Чтобы понять, в чём неуходящая правда стихотворения, никак не связанного ни с тогдашней актуальной политикой, ни с политикой вообще, стоит вслушаться в одно чисто политическое рассуждение, которое родилось у Коржавина чуть раньше, именно в тот момент – когда он, промаявшись три военных года в тылу (сперва как беженец из горящего Киева, потом как эвакуированный девятиклассник, заканчивающий школу на Урале, и, наконец, как законный подсобный рабочий в инструментальном цеху оборонного завода там же, на Урале) – в 1944 году впервые едет в Москву, мечтая одновременно: попасть на фронт (точнее, во фронтовую газету) и в литературу (точнее, в Литературный институт).

– Ну, конечно… Как все – поближе к государственному пирогу! – долетает до него в вагоне насмешливая реплика соседа, едущего в Москву – к тому же государственному пирогу!

Выходит, человек одновременно и харчится от пирога, и презирает тех, кто харчится. Как такое совместить?

Вот что по этому поводу Коржавин записывает полвека спустя:

"…Это высказывание – естественное проявление оруэлловского (кстати, выведенного из советского опыта) двоемыслия, которое хуже, чем неискренность, когда человек говорит одно, а думает или делает другое. Нет, это когда у человека есть одновременно два представления о том, что его окружает: официально-идеальное для примирения с действительностью и реальное, чтоб в этой действительности существовать и действовать. Тяжесть моего положения в том как раз и была, что на двоемыслие я способен не был".

На двоемыслие неспособен. Но и отвлечься от царящего двоемыслия не может. "Но – с другим… Но – с другой…" Стихи написаны просто, словно бы "ничем". Всё гениальное потому и потрясает-то, что – до неправдоподобия "просто". Так простак натыкается на трагическое двоение бытия и с простодушием слепца передаёт своё отчаяние – экзистенциальное отчаяние, которое или выше, или ниже, но вне любых внятных доводов. Или доктрин. Или ситуаций.

Что должно противостоять круговерти соблазнов и подмен? Разумеется, "здравый смысл". Всё "естественное": естественные связи между людьми, естество бытия. "Солнце, воздух, вода, еда". В противовес соблазнительному умозрению, лукавому мудрствованию, изначальной "задуренности".
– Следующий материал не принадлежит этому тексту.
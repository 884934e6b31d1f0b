use axum::{
    Json,
    extract::{Path, State},
    http::{
        StatusCode,
        header::{CACHE_CONTROL, CONTENT_TYPE},
    },
    response::{IntoResponse, Response},
};
use bytes::Bytes;

use crate::application::error::HttpError;

use super::HttpState;
use super::models::{DeckResponse, EnsureDeckRequest};

pub(super) async fn get_deck(
    State(state): State<HttpState>,
    Path(deckcode): Path<String>,
) -> Result<Json<DeckResponse>, HttpError> {
    const SOURCE: &str = "infra::http::decks::get_deck";

    let record = state.decks.get_deck(&deckcode).await?;
    match record {
        Some(record) => Ok(Json(DeckResponse::from_record(
            record,
            state.decks.image_version(),
        ))),
        None => Err(deck_not_found(SOURCE, &deckcode)),
    }
}

pub(super) async fn resolve_deck(
    State(state): State<HttpState>,
    Path(value): Path<String>,
) -> Result<Response, HttpError> {
    const SOURCE: &str = "infra::http::decks::resolve_deck";

    match state.decks.resolve_deck(&value).await? {
        Some(deck) => Ok(Json(deck).into_response()),
        None => Err(deck_not_found(SOURCE, &value)),
    }
}

pub(super) async fn ensure_deck(
    State(state): State<HttpState>,
    Json(request): Json<EnsureDeckRequest>,
) -> Result<Response, HttpError> {
    const SOURCE: &str = "infra::http::decks::ensure_deck";

    match state.decks.ensure_deck(&request.deckcode_or_shortid).await? {
        Some(deck) => Ok(Json(deck).into_response()),
        None => Err(HttpError::new(
            SOURCE,
            StatusCode::UNPROCESSABLE_ENTITY,
            "Invalid deck code",
            format!(
                "`{}` is neither a known shortid nor a valid deck code",
                request.deckcode_or_shortid
            ),
        )),
    }
}

pub(super) async fn get_deck_image(
    State(state): State<HttpState>,
    Path(deckcode): Path<String>,
) -> Result<Response, HttpError> {
    const SOURCE: &str = "infra::http::decks::get_deck_image";

    match state.decks.get_deck_image(&deckcode).await? {
        Some(image) => Ok(png_response(image)),
        None => Err(image_not_found(SOURCE, &deckcode)),
    }
}

pub(super) async fn render_deck_image(
    State(state): State<HttpState>,
    Path(deckcode): Path<String>,
) -> Result<Response, HttpError> {
    const SOURCE: &str = "infra::http::decks::render_deck_image";

    match state.decks.render_deck_image(&deckcode).await? {
        Some(image) => Ok(png_response(image)),
        None => Err(image_not_found(SOURCE, &deckcode)),
    }
}

fn png_response(image: Bytes) -> Response {
    (
        [(CONTENT_TYPE, "image/png"), (CACHE_CONTROL, "public, max-age=3600")],
        image,
    )
        .into_response()
}

fn deck_not_found(source: &'static str, value: &str) -> HttpError {
    HttpError::new(
        source,
        StatusCode::NOT_FOUND,
        "Deck not found",
        format!("no deck matches `{value}`"),
    )
}

fn image_not_found(source: &'static str, deckcode: &str) -> HttpError {
    HttpError::new(
        source,
        StatusCode::NOT_FOUND,
        "Deck image not available",
        format!("no current image for `{deckcode}`"),
    )
}
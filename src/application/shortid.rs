use std::sync::Arc;

use metrics::counter;
use thiserror::Error;
use tracing::{debug, warn};

use crate::application::repos::{DeckUpdate, DecksRepo, NewDeckParams, RepoError};
use crate::domain::entities::DeckRecord;
use crate::domain::shortid::{ShortidPolicy, first_available, generate_candidates};

const METRIC_SHORTID_WIDEN: &str = "deckshelf_shortid_widen_total";
const MAX_CREATE_ATTEMPTS: usize = 5;

#[derive(Debug, Clone, Error)]
pub enum ShortidError {
    #[error(transparent)]
    Repo(#[from] RepoError),
    #[error("no free shortid found up to length {max_length}")]
    Exhausted { max_length: usize },
}

/// Optimistic shortid allocation.
///
/// Each round draws a batch of candidates at the current length and asks the
/// store which of them are taken; a fully colliding batch widens the length
/// by one. Nothing is reserved, so the store's unique constraint still has
/// the final word when the id is written.
#[derive(Clone)]
pub struct ShortidAllocator {
    repo: Arc<dyn DecksRepo>,
    policy: ShortidPolicy,
}

impl ShortidAllocator {
    pub fn new(repo: Arc<dyn DecksRepo>, policy: ShortidPolicy) -> Self {
        Self { repo, policy }
    }

    pub async fn allocate(&self) -> Result<String, ShortidError> {
        let mut length = self.policy.initial_length;

        while length <= self.policy.max_length {
            // ThreadRng is not Send; keep it out of the await below.
            let candidates =
                generate_candidates(&mut rand::rng(), self.policy.batch_size, length);
            let taken = self.repo.existing_shortids(&candidates).await?;

            if let Some(shortid) = first_available(&candidates, &taken) {
                debug!(
                    target = "application::shortid::allocate",
                    shortid = %shortid,
                    length,
                    "allocated shortid"
                );
                return Ok(shortid);
            }

            counter!(METRIC_SHORTID_WIDEN).increment(1);
            warn!(
                target = "application::shortid::allocate",
                length,
                batch = candidates.len(),
                "every shortid candidate collided; widening"
            );
            length += 1;
        }

        Err(ShortidError::Exhausted {
            max_length: self.policy.max_length,
        })
    }

    /// Upsert `deckcode`, creating it under a freshly allocated shortid if
    /// it does not exist yet.
    ///
    /// Losing the insert race for the same shortid is retried with a new
    /// allocation; any other store failure is returned as is.
    pub async fn upsert_with_fresh_shortid(
        &self,
        deckcode: &str,
        image_rendering: bool,
        update: DeckUpdate,
    ) -> Result<DeckRecord, ShortidError> {
        let mut attempt = 1;
        loop {
            let create = NewDeckParams {
                shortid: self.allocate().await?,
                image_rendering,
            };

            match self.repo.upsert_deck(deckcode, create, update.clone()).await {
                Ok(record) => return Ok(record),
                Err(err) if err.is_shortid_collision() && attempt < MAX_CREATE_ATTEMPTS => {
                    warn!(
                        target = "application::shortid::upsert_with_fresh_shortid",
                        deckcode = %deckcode,
                        attempt,
                        "shortid taken concurrently; allocating again"
                    );
                    attempt += 1;
                }
                Err(err) => return Err(err.into()),
            }
        }
    }
}
use std::sync::Arc;
use std::time::Duration;

use bytes::Bytes;
use metrics::counter;
use tracing::debug;

use crate::application::repos::{DecksRepo, RepoError};
use crate::domain::entities::ImageState;

const METRIC_POLL_EXHAUSTED: &str = "deckshelf_image_poll_exhausted_total";

/// Read-only wait for an image some other caller is rendering.
///
/// Never starts a render and never touches the rendering flag. The longest
/// a caller can wait is `max_attempts * interval`.
#[derive(Clone)]
pub struct RenderPoller {
    repo: Arc<dyn DecksRepo>,
    image_version: Arc<str>,
    max_attempts: u32,
    interval: Duration,
}

impl RenderPoller {
    pub fn new(
        repo: Arc<dyn DecksRepo>,
        image_version: impl Into<Arc<str>>,
        max_attempts: u32,
        interval: Duration,
    ) -> Self {
        Self {
            repo,
            image_version: image_version.into(),
            max_attempts,
            interval,
        }
    }

    pub async fn wait_for_image(&self, deckcode: &str) -> Result<Option<Bytes>, RepoError> {
        for attempt in 1..=self.max_attempts {
            let Some(record) = self.repo.find_by_code(deckcode).await? else {
                return Ok(None);
            };

            match record.image_state(&self.image_version) {
                ImageState::Ready { image, .. } => return Ok(Some(image)),
                ImageState::NoImage => return Ok(None),
                ImageState::Rendering => {
                    debug!(
                        target = "application::render::poller",
                        deckcode = %deckcode,
                        attempt,
                        "image still rendering"
                    );
                    if attempt < self.max_attempts {
                        tokio::time::sleep(self.interval).await;
                    }
                }
            }
        }

        counter!(METRIC_POLL_EXHAUSTED).increment(1);
        Ok(None)
    }
}

#[cfg(test)]
mod tests {
    use super::*;
    use std::collections::HashSet;
    use std::sync::Mutex;

    use async_trait::async_trait;
    use time::OffsetDateTime;

    use crate::application::repos::{DeckUpdate, NewDeckParams};
    use crate::domain::entities::{DeckRecord, DeckRef};

    struct SingleDeck {
        record: Mutex<Option<DeckRecord>>,
        reads: Mutex<u32>,
    }

    impl SingleDeck {
        fn with(image: Option<&'static [u8]>, version: Option<&str>, rendering: bool) -> Arc<Self> {
            Arc::new(Self {
                record: Mutex::new(Some(DeckRecord {
                    deckcode: "CODE".into(),
                    shortid: "abc".into(),
                    image: image.map(Bytes::from_static),
                    image_version: version.map(str::to_string),
                    image_rendering: rendering,
                    created_at: OffsetDateTime::UNIX_EPOCH,
                    updated_at: OffsetDateTime::UNIX_EPOCH,
                })),
                reads: Mutex::new(0),
            })
        }

        fn reads(&self) -> u32 {
            *self.reads.lock().unwrap()
        }
    }

    #[async_trait]
    impl DecksRepo for SingleDeck {
        async fn find_by_code(&self, _deckcode: &str) -> Result<Option<DeckRecord>, RepoError> {
            *self.reads.lock().unwrap() += 1;
            Ok(self.record.lock().unwrap().clone())
        }

        async fn find_by_code_or_shortid(&self, _value: &str) -> Result<Option<DeckRef>, RepoError> {
            unreachable!("not used in these tests")
        }

        async fn upsert_deck(
            &self,
            _deckcode: &str,
            _create: NewDeckParams,
            _update: DeckUpdate,
        ) -> Result<DeckRecord, RepoError> {
            unreachable!("poller never writes")
        }

        async fn update_deck(
            &self,
            _deckcode: &str,
            _update: DeckUpdate,
        ) -> Result<DeckRecord, RepoError> {
            unreachable!("poller never writes")
        }

        async fn existing_shortids(
            &self,
            _candidates: &[String],
        ) -> Result<HashSet<String>, RepoError> {
            unreachable!("not used in these tests")
        }
    }

    fn poller(repo: Arc<SingleDeck>) -> RenderPoller {
        RenderPoller::new(repo, "2.1", 10, Duration::from_millis(500))
    }

    #[tokio::test(start_paused = true)]
    async fn stale_image_without_render_is_absent() {
        let repo = SingleDeck::with(Some(b"old"), Some("1.0"), false);
        let started = tokio::time::Instant::now();

        assert_eq!(poller(repo.clone()).wait_for_image("CODE").await.unwrap(), None);
        assert_eq!(repo.reads(), 1);
        assert_eq!(started.elapsed(), Duration::ZERO);
    }

    #[tokio::test(start_paused = true)]
    async fn stuck_render_gives_up_after_budget() {
        let repo = SingleDeck::with(None, None, true);
        let started = tokio::time::Instant::now();

        assert_eq!(poller(repo.clone()).wait_for_image("CODE").await.unwrap(), None);
        assert_eq!(repo.reads(), 10);
        // No sleep after the last read.
        assert_eq!(started.elapsed(), Duration::from_millis(9 * 500));
    }

    #[tokio::test(start_paused = true)]
    async fn unknown_deck_is_absent() {
        let repo = Arc::new(SingleDeck {
            record: Mutex::new(None),
            reads: Mutex::new(0),
        });
        assert_eq!(poller(repo.clone()).wait_for_image("CODE").await.unwrap(), None);
        assert_eq!(repo.reads(), 1);
    }
}
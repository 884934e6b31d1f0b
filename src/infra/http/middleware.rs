use std::time::Instant;

use axum::{
    body::Body,
    http::{HeaderValue, Request},
    middleware::Next,
    response::Response,
};
use tracing::{error, warn};
use uuid::Uuid;

use crate::application::error::ErrorReport;

pub const REQUEST_ID_HEADER: &str = "x-request-id";

#[derive(Clone)]
pub struct RequestContext {
    pub request_id: String,
}

/// Tag every request with an id, reusing the caller's `x-request-id` when it
/// sent one, and echo it on the response.
pub async fn set_request_context(mut request: Request<Body>, next: Next) -> Response {
    let request_id = request
        .headers()
        .get(REQUEST_ID_HEADER)
        .and_then(|value| value.to_str().ok())
        .filter(|value| !value.is_empty() && value.len() <= 128)
        .map(str::to_string)
        .unwrap_or_else(|| Uuid::new_v4().to_string());

    let ctx = RequestContext {
        request_id: request_id.clone(),
    };
    request.extensions_mut().insert(ctx.clone());

    let mut response = next.run(request).await;
    if let Ok(value) = HeaderValue::from_str(&request_id) {
        response.headers_mut().insert(REQUEST_ID_HEADER, value);
    }
    response.extensions_mut().insert(ctx);
    response
}

pub async fn log_responses(request: Request<Body>, next: Next) -> Response {
    let method = request.method().clone();
    let uri = request.uri().clone();
    let start = Instant::now();

    let request_id = request
        .extensions()
        .get::<RequestContext>()
        .map(|ctx| ctx.request_id.clone())
        .unwrap_or_default();

    let mut response = next.run(request).await;
    let status = response.status();

    if status.is_client_error() || status.is_server_error() {
        let elapsed_ms = start.elapsed().as_millis();
        let report = response.extensions_mut().remove::<ErrorReport>();
        let (source, messages) = match report {
            Some(report) => (report.source, report.messages),
            None => ("unknown", Vec::new()),
        };
        let detail = messages
            .first()
            .cloned()
            .unwrap_or_else(|| "no diagnostic available".to_string());

        if status.is_server_error() {
            error!(
                target = "deckshelf::http::response",
                status = status.as_u16(),
                method = %method,
                path = %uri.path(),
                query = uri.query().unwrap_or(""),
                elapsed_ms = elapsed_ms,
                source = source,
                detail = %detail,
                chain = ?messages,
                request_id = request_id,
                "request failed",
            );
        } else {
            warn!(
                target = "deckshelf::http::response",
                status = status.as_u16(),
                method = %method,
                path = %uri.path(),
                elapsed_ms = elapsed_ms,
                source = source,
                detail = %detail,
                request_id = request_id,
                "client request error",
            );
        }
    }

    response
}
В приверженности простым прелестям и ценностям непосредственно данного нам бытия есть что-то хасидское; Коржавин даже предъявляет нам в своих мемуарах нечто вроде справки о происхождении именно от хасидов, а не от талмудистов.

Чем проще, тем истиннее. Где предел простоты? Плюнуть на всё и заявить: "дважды два четыре"!

Дважды?! Тут-то и выясняется, что сдвоена сама основа бытия. "Но – с другим… Но – с другой". Чем проще, тем горше.

Так, может, не заноситься высоко? По ходу высвобождения вечной простоты от хитростей доставшегося нам времени возникает очередной (или внеочередной) соблазн: "мелкость" добываемой таким способом подлинности – потеря той всеобщей связи мира, без которой всё рассыпается и в реальности, предстоящей поэту, и в поэзии, возвращающей реальности здравый смысл.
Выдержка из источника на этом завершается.